= Bridge RNA =

Non-coding RNA involved in IS110-mediated DNA recombination

Bridge RNA is a structured non-coding RNA associated with members of the IS110 family of bacterial and archaeal insertion sequences. Bridge RNAs bind their cognate IS110 recombinase and direct site-specific recombination by base-pairing with both a target DNA sequence and a donor DNA sequence. The RNA therefore acts as a bispecific guide that brings the two DNA substrates together during recombination.

Bridge RNAs were described in 2024 by Durrant et al. in studies of the Escherichia coli insertion sequence IS621. The system can mediate DNA insertion, excision and inversion.

== Discovery ==
IS110 insertion sequences are mobile genetic elements that encode a DEDD-family recombinase related to RuvC Holliday-junction resolvases.

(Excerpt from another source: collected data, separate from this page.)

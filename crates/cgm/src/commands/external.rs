// SPDX-License-Identifier: Apache-2.0 OR MIT
// Copyright (c) 2025-2026 naskel.com

//! Class 7 (external) and class 9 (application structure descriptor)
//! elements.

use crate::binary::cursor::{ArgCursor, ReadResult};
use crate::binary::sdr::read_sdr;
use crate::state::MetafileState;
use crate::text::writer::ClearTextWriter;
use crate::text::{fmt_sdr, quote_str, yes_no, EmitState};
use std::io;

use super::Command;

pub(crate) fn decode_external(
    id: u8,
    cur: &mut ArgCursor<'_>,
    _state: &mut MetafileState,
) -> Option<ReadResult<Command>> {
    Some(match id {
        1 => message(cur),
        _ => return None,
    })
}

pub(crate) fn decode_application(
    id: u8,
    cur: &mut ArgCursor<'_>,
    state: &mut MetafileState,
) -> Option<ReadResult<Command>> {
    Some(match id {
        1 => attribute(cur, state),
        _ => return None,
    })
}

fn message(cur: &mut ArgCursor<'_>) -> ReadResult<Command> {
    let action_required = cur.read_enum()? != 0;
    let text = cur.read_string()?;
    Ok(Command::Message {
        action_required,
        text,
    })
}

fn attribute(cur: &mut ArgCursor<'_>, state: &MetafileState) -> ReadResult<Command> {
    let attribute_type = cur.read_string()?;
    let record = read_sdr(cur, state)?;
    Ok(Command::ApplicationStructureAttribute {
        attribute_type,
        record,
    })
}

pub(crate) fn emit(
    cmd: &Command,
    w: &mut ClearTextWriter<'_>,
    _es: &mut EmitState,
) -> io::Result<()> {
    match cmd {
        Command::Message {
            action_required,
            text,
        } => w.statement(
            " ",
            &format!("MESSAGE {} {};", yes_no(*action_required), quote_str(text)),
        ),
        Command::ApplicationStructureAttribute {
            attribute_type,
            record,
        } => {
            let sdr_text = fmt_sdr(record);
            let body = if sdr_text.is_empty() {
                format!("APSATTR {};", quote_str(attribute_type))
            } else {
                format!("APSATTR {} {};", quote_str(attribute_type), sdr_text)
            };
            w.statement(" ", &body)
        }
        _ => Ok(()),
    }
}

Unlike many other insertion sequence families, IS110 elements generally lack terminal inverted repeats and can integrate into specific genomic target sequences.

Studies of IS621 showed that excision of the element generates a circular DNA intermediate in which the right and left non-coding ends of the element become joined. This junction reconstructs a promoter that drives transcription of a structured non-coding RNA. In IS621, the RNA is approximately 177 nucleotides long and binds the IS621 recombinase with high affinity.

The RNA was named "bridge RNA" because it recognizes both the genomic target DNA and the donor DNA corresponding to the mobile genetic element itself.

== Structure and DNA recognition ==
Comparative sequence and secondary-structure analysis of IS621-related sequences identified a structured RNA containing a 5-prime stem-loop and two prominent internal loops.

One internal loop functions as a target-binding loop, whereas the second acts as a donor-binding loop. Each loop contains sequence segments that base-pair with both strands of its corresponding DNA substrate.

In IS621, the target-binding loop contains a left target guide (LTG) and a right target guide (RTG). The LTG pairs with the left target sequence, whereas the RTG pairs with the right target sequence. The donor-binding loop has an analogous organization, containing a left donor guide (LDG) and a right donor guide (RDG).

These RNA-DNA interactions enable the bridge RNA-recombinase complex to recognize both DNA substrates in a sequence-specific manner.

== Function ==
The bridge RNA is required for recombination by the IS621 recombinase. In vitro reconstitution experiments showed that bridge RNA, IS621 recombinase, target DNA and donor DNA are sufficient to generate the expected recombination products.

Because target and donor recognition are encoded by separate regions of the RNA, the two recognition specificities can be altered independently. Reprogrammed bridge RNAs were shown to redirect recombination to alternative target and donor sequences in E. coli.

Depending on the relative position and orientation of the donor and target sites, the system can mediate DNA insertion, excision or inversion.

== Distribution and evolution ==
Bridge RNAs appear to be widespread among IS110-family insertion sequences. Computational searches using RNA covariance models identified predicted bridge RNAs in most analysed members of both the IS110 and IS1111 groups.

In members of the IS110 group, including IS621, the bridge RNA is generally encoded within the left non-coding end of the element. In IS1111-group elements, the RNA is more commonly encoded within the right non-coding end.

Predicted bridge RNAs vary considerably in sequence, length and secondary structure. Some IS1111-associated RNAs contain more complex donor-recognition regions than the internal loop found in IS621, suggesting structural diversity within the bridge RNA class.

== Biological significance ==
Bridge RNA represents an RNA-guided mechanism for DNA recombination in which a single RNA molecule specifies both interacting DNA substrates. This differs from guide RNAs used by systems such as CRISPR-Cas and Argonaute, which primarily specify a single nucleic-acid target.

The modular recognition of donor and target DNA provides a natural mechanism for programmable DNA rearrangements and has been investigated as a potential basis for genome-engineering technologies.